Re: XPath and XPointer

Paul Prescod wrote:
> It seems to me that XPointer should only
> extend XPath in ways that have been forseen in XPath.

I agree. (In particular, I dislike the way that the "range" and "string"
axes have been bolted onto the XPath framework. XPath's section 2.1 clearly
lays out the semantics of an axis and the syntax of a basis, and neither
"range" nor "string" conforms to *either* of these guidelines.)

On the other hand, I think that the authors of XPath have a responsibility
to foresee reasonable extensions, and allow for them.  To this end, I'll
suggest a modification to the XPath grammar which should make extensions
easier.  At its heart, my suggestion concerns the production for Basis:

[5] Basis ::= Axis Name '::' NodeTest
            | AbbreviatedBasis

To this, I would add a third alternative, "PrimaryExpr". Note that
production 19 *already* allows the first component of a PathExpr to be a
FilterExpr (a PrimaryExpr followed by zero or more Predicates).

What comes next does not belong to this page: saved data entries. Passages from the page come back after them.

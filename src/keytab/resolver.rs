//! Resolving the service key for an SPN within an in-memory keytab.

use crate::error::CoreError;
use crate::keytab::{Enctype, Keytab, KeytabEntry};

/// Resolve the best-matching key for `SERVICE/host[@REALM]` within
/// `keytab`.
///
/// Matching strips an optional `@REALM` suffix and requires an exact,
/// two-component principal: `component[0] == SERVICE`,
/// `component[1] == host` (case-sensitive), `realm == REALM`. When
/// multiple enctypes match, AES256 is preferred over AES128 over RC4.
///
/// On no match, returns a distinguished, deliberately generic error: the
/// caller (the SPNEGO Acceptor) must surface this as a plain Kerberos
/// failure and never mention enctypes or key material.
pub fn resolve_key<'a>(
    keytab: &'a Keytab,
    service: &str,
    host: &str,
    realm: &str,
) -> Result<&'a KeytabEntry, CoreError> {
    keytab
        .entries
        .iter()
        .filter(|entry| {
            entry.principal.components.len() == 2
                && entry.principal.components[0] == service
                && entry.principal.components[1] == host
                && entry.principal.realm == realm
        })
        .max_by_key(|entry| (entry.enctype.preference_rank(), entry.kvno))
        .ok_or_else(no_matching_key)
}

/// As [`resolve_key`], but the ticket's encryption type dictates which
/// entry to use: it must match exactly rather than be preference-ranked,
/// since the key bytes must match the etype the KDC actually used.
pub fn resolve_key_for_enctype<'a>(
    keytab: &'a Keytab,
    service: &str,
    host: &str,
    realm: &str,
    enctype: Enctype,
) -> Result<&'a KeytabEntry, CoreError> {
    keytab
        .entries
        .iter()
        .find(|entry| {
            entry.principal.components.len() == 2
                && entry.principal.components[0] == service
                && entry.principal.components[1] == host
                && entry.principal.realm == realm
                && entry.enctype == enctype
        })
        .ok_or_else(no_matching_key)
}

fn no_matching_key() -> CoreError {
    CoreError::kerberos("kerberos negotiation failed")
        .with_detail("no matching key in keytab for requested SPN/realm")
}

#[cfg(test)]
mod tests {
    use super::*;
    use crate::keytab::Enctype;

    fn keytab_with(entries: Vec<(&str, &str, &str, u16, u32)>) -> Keytab {
        Keytab {
            entries: entries
                .into_iter()
                .map(|(service, host, realm, enctype, kvno)| crate::keytab::KeytabEntry {
                    principal: crate::keytab::Principal {
                        components: vec![service.into(), host.into()],
                        realm: realm.into(),
                    },
                    kvno,
                    enctype: Enctype::from_wire(enctype),
                    key_bytes: vec![0u8; 16],
                    timestamp: 0,
                })
                .collect(),
        }
    }

    #[test]
    fn resolves_exact_match() {
        let kt = keytab_with(vec![("HTTP", "vault.test.com", "TEST.COM", Enctype::RC4_HMAC, 1)]);
        let entry = resolve_key(&kt, "HTTP", "vault.test.com", "TEST.COM").unwrap();
        assert_eq!(entry.enctype, Enctype::Rc4Hmac);
    }

    #[test]
    fn prefers_aes256_over_rc4() {
        let kt = keytab_with(vec![
            ("HTTP", "vault.test.com", "TEST.COM", Enctype::RC4_HMAC, 1),
            (
                "HTTP",
                "vault.test.com",
                "TEST.COM",
                Enctype::AES256_CTS_HMAC_SHA1_96,
                1,
            ),
        ]);
        let entry = resolve_key(&kt, "HTTP", "vault.test.com", "TEST.COM").unwrap();
        assert_eq!(entry.enctype, Enctype::Aes256CtsHmacSha196);
    }

    #[test]
    fn no_match_is_generic() {
        let kt = keytab_with(vec![]);
        let err = resolve_key(&kt, "HTTP", "vault.test.com", "TEST.COM").unwrap_err();
        assert!(!err.safe_message().contains("keytab"));
    }

    #[test]
    fn resolve_for_enctype_requires_exact_match() {
        let kt = keytab_with(vec![("HTTP", "vault.test.com", "TEST.COM", Enctype::RC4_HMAC, 1)]);
        assert!(resolve_key_for_enctype(&kt, "HTTP", "vault.test.com", "TEST.COM", Enctype::Rc4Hmac).is_ok());
        assert!(
            resolve_key_for_enctype(&kt, "HTTP", "vault.test.com", "TEST.COM", Enctype::Aes256CtsHmacSha196)
                .is_err()
        );
    }

    #[test]
    fn host_match_is_case_sensitive() {
        let kt = keytab_with(vec![("HTTP", "Vault.test.com", "TEST.COM", Enctype::RC4_HMAC, 1)]);
        assert!(resolve_key(&kt, "HTTP", "vault.test.com", "TEST.COM").is_err());
    }
}
//! PAC binary parsing, re-serialization, and signature/consistency
//! verification.

mod codec;
mod verifier;

pub use codec::{
    parse, zero_signatures, Pac, PacBuffer, PacBufferType, PacParseError, LogonInfo, Signature, UpnDnsInfo,
};
pub use verifier::{verify, PacValidationFlags, PacValidationResult};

That is,
roughly speaking, in the first Step of a PathExpr, the Basis can be a
PrimaryExpr.  My suggestion amounts to allowing this in *any* Step of a
PathExpr.

Of course, in a true location path (as opposed to a LocationPath that just
boiled down to a PrimaryExpr), a PrimaryExpr-as-Basis would have to yield a
node-set, which rules out Literal and Number. And after the first Step of a
PathExpr, a VariableReference-as-Basis would be fairly pointless, since it
ignores its context node. However, a parenthesized Expr or a FunctionCall
could be quite useful.

ParenthesizedExpr-as-Basis:
---------------------------

For example, to select the chapter and appendix children of a book-document,
you currently need
        /child::book/child::*[self::chapter or self::appendix]
which you can abbreviate somewhat to
        /book/*[self::chapter or self::appendix]
If we allow a PrimaryExpr-as-Basis in the second step, we can rewrite the
full expression as
        /child::book/(child::chapter|child::appendix)
which would then abbreviate to
        /book/(child|appendix)
which I suspect would please the XQL folks.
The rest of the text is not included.